PROBLEM STATEMENT. Copy each line of the records below that mentions the word "text".

Stored data:
______

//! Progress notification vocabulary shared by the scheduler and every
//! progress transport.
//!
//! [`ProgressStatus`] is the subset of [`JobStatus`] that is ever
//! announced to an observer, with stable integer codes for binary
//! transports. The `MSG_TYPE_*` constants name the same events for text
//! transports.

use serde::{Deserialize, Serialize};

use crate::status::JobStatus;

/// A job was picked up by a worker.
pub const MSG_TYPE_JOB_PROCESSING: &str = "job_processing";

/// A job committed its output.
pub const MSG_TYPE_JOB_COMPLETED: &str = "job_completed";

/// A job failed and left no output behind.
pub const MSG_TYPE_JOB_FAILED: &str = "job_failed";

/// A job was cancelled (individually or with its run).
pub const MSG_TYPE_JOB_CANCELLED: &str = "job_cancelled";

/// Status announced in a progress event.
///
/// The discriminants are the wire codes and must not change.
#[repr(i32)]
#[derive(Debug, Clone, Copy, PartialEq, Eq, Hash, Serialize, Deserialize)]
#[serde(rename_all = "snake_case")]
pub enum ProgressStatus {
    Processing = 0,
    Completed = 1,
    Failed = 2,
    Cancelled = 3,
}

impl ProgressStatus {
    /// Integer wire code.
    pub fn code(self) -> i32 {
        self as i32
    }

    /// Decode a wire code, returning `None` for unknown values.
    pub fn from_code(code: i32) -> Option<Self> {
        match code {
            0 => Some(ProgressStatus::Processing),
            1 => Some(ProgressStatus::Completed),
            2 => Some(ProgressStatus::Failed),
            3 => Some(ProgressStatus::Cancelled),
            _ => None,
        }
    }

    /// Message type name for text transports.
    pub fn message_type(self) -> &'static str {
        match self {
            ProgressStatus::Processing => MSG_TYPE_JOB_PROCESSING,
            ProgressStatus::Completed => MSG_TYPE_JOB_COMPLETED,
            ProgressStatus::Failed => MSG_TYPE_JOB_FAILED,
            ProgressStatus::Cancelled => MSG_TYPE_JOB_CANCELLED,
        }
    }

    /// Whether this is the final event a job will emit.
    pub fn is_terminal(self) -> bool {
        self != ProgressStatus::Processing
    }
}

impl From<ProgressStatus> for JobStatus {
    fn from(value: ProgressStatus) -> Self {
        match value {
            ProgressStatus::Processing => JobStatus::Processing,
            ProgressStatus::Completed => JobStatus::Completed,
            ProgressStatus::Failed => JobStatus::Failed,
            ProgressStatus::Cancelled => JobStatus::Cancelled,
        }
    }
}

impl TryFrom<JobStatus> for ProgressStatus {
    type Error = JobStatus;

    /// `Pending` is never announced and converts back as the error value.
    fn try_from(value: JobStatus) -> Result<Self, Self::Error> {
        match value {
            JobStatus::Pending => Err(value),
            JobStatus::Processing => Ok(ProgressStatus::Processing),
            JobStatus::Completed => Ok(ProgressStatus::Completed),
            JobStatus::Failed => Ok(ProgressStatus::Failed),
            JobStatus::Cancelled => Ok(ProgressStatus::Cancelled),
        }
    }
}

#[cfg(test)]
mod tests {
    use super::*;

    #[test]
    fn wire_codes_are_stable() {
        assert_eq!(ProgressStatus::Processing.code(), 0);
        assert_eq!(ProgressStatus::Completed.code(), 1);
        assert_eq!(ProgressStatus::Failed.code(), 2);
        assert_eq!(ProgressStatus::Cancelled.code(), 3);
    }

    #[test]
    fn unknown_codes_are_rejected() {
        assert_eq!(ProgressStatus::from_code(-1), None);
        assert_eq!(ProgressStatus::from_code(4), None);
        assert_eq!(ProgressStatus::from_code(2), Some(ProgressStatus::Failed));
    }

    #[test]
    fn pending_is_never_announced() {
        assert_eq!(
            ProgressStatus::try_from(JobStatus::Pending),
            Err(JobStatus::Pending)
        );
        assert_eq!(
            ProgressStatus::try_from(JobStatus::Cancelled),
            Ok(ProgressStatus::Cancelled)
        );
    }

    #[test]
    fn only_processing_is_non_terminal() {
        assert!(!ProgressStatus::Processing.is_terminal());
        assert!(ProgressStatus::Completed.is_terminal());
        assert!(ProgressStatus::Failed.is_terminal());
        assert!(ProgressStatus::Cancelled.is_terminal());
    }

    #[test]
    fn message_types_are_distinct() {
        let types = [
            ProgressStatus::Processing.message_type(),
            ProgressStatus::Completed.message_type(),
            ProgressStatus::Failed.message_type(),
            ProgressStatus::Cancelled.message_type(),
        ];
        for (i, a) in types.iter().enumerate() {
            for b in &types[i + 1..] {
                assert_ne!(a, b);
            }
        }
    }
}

______

TASK RESPONSE.
//! transports. The `MSG_TYPE_*` constants name the same events for text
    /// Message type name for text transports.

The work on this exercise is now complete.